(Your goal): Return the whole of the data exactly.

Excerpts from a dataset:
____________

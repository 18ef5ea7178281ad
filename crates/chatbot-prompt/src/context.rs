//! Composition Context: the environment a prompt is built in
use chrono::{Local, NaiveDateTime};

/// Messages kept in the history block unless configured otherwise
pub const DEFAULT_HISTORY_LIMIT: usize = 10;

pub const DEFAULT_SESSION_INFO: &str = "New conversation session";

/// Inputs that would otherwise be read from the environment during
/// composition. Passing them in keeps block construction deterministic.
#[derive(Debug, Clone, PartialEq, Eq)]
pub struct PromptContext {
    /// Moment the current turn is stamped with
    pub now: NaiveDateTime,
    /// Most recent messages kept in the history block
    pub history_limit: usize,
    pub session_info: String,
}

impl PromptContext {
    pub fn new(now: NaiveDateTime) -> Self {
        Self {
            now,
            history_limit: DEFAULT_HISTORY_LIMIT,
            session_info: DEFAULT_SESSION_INFO.to_string(),
        }
    }

    /// Context stamped with the local wall-clock time
    pub fn now() -> Self {
        Self::new(Local::now().naive_local())
    }

    pub fn with_history_limit(mut self, limit: usize) -> Self {
        self.history_limit = limit;
        self
    }

    pub fn with_session_info(mut self, info: impl Into<String>) -> Self {
        self.session_info = info.into();
        self
    }
}
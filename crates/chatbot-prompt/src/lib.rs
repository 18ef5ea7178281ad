//! Chatbot Prompt: a structured system prompt built from instruction blocks
//!
//! ```text
//! chatbot_prompt
//!   ├─ role                  (Text)
//!   ├─ personality           (fixed persona)
//!   ├─ directions            (goals + guidelines + safety)
//!   ├─ conversation_history  (optional, last N messages)
//!   ├─ current_context       (user message + timestamp)
//!   └─ task                  (Text)
//! ```
//!
//! # Example
//!
//! ```
//! use chatbot_prompt::{ChatbotPrompt, PromptContext};
//!
//! let prompt = ChatbotPrompt::new("hello", None, &PromptContext::now()).unwrap();
//! let md = prompt.to_sections().unwrap();
//! assert!(md.starts_with("# chatbot_prompt"));
//! assert!(!md.contains("conversation_history"));
//! ```

pub mod blocks;
pub mod context;
pub mod example;
pub mod output;
pub mod prompt;

pub use context::{PromptContext, DEFAULT_HISTORY_LIMIT};
pub use output::{output_path, write_outputs, OutputError, OutputReport};
pub use prompt::{ChatbotPrompt, FINAL_INSTRUCTION, INTRODUCTION};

____________

(Task answer):
repository 18ef5ea7178281ad
filename crates/chatbot-prompt/src/context.rs
//! Composition Context: the environment a prompt is built in
use chrono::{Local, NaiveDateTime};

/// Messages kept in the history block unless configured otherwise
pub const DEFAULT_HISTORY_LIMIT: usize = 10;

pub const DEFAULT_SESSION_INFO: &str = "New conversation session";

/// Inputs that would otherwise be read from the environment during
/// composition. Passing them in keeps block construction deterministic.
#[derive(Debug, Clone, PartialEq, Eq)]
pub struct PromptContext {
    /// Moment the current turn is stamped with
    pub now: NaiveDateTime,
    /// Most recent messages kept in the history block
    pub history_limit: usize,
    pub session_info: String,
}

impl PromptContext {
    pub fn new(now: NaiveDateTime) -> Self {
        Self {
            now,
            history_limit: DEFAULT_HISTORY_LIMIT,
            session_info: DEFAULT_SESSION_INFO.to_string(),
        }
    }

    /// Context stamped with the local wall-clock time
    pub fn now() -> Self {
        Self::new(Local::now().naive_local())
    }

    pub fn with_history_limit(mut self, limit: usize) -> Self {
        self.history_limit = limit;
        self
    }

    pub fn with_session_info(mut self, info: impl Into<String>) -> Self {
        self.session_info = info.into();
        self
    }
}
filename crates/chatbot-prompt/src/lib.rs
repository 18ef5ea7178281ad
//! Chatbot Prompt: a structured system prompt built from instruction blocks
//!
//! ```text
//! chatbot_prompt
//!   ├─ role                  (Text)
//!   ├─ personality           (fixed persona)
//!   ├─ directions            (goals + guidelines + safety)
//!   ├─ conversation_history  (optional, last N messages)
//!   ├─ current_context       (user message + timestamp)
//!   └─ task                  (Text)
//! ```
//!
//! # Example
//!
//! ```
//! use chatbot_prompt::{ChatbotPrompt, PromptContext};
//!
//! let prompt = ChatbotPrompt::new("hello", None, &PromptContext::now()).unwrap();
//! let md = prompt.to_sections().unwrap();
//! assert!(md.starts_with("# chatbot_prompt"));
//! assert!(!md.contains("conversation_history"));
//! ```

pub mod blocks;
pub mod context;
pub mod example;
pub mod output;
pub mod prompt;

pub use context::{PromptContext, DEFAULT_HISTORY_LIMIT};
pub use output::{output_path, write_outputs, OutputError, OutputReport};
pub use prompt::{ChatbotPrompt, FINAL_INSTRUCTION, INTRODUCTION};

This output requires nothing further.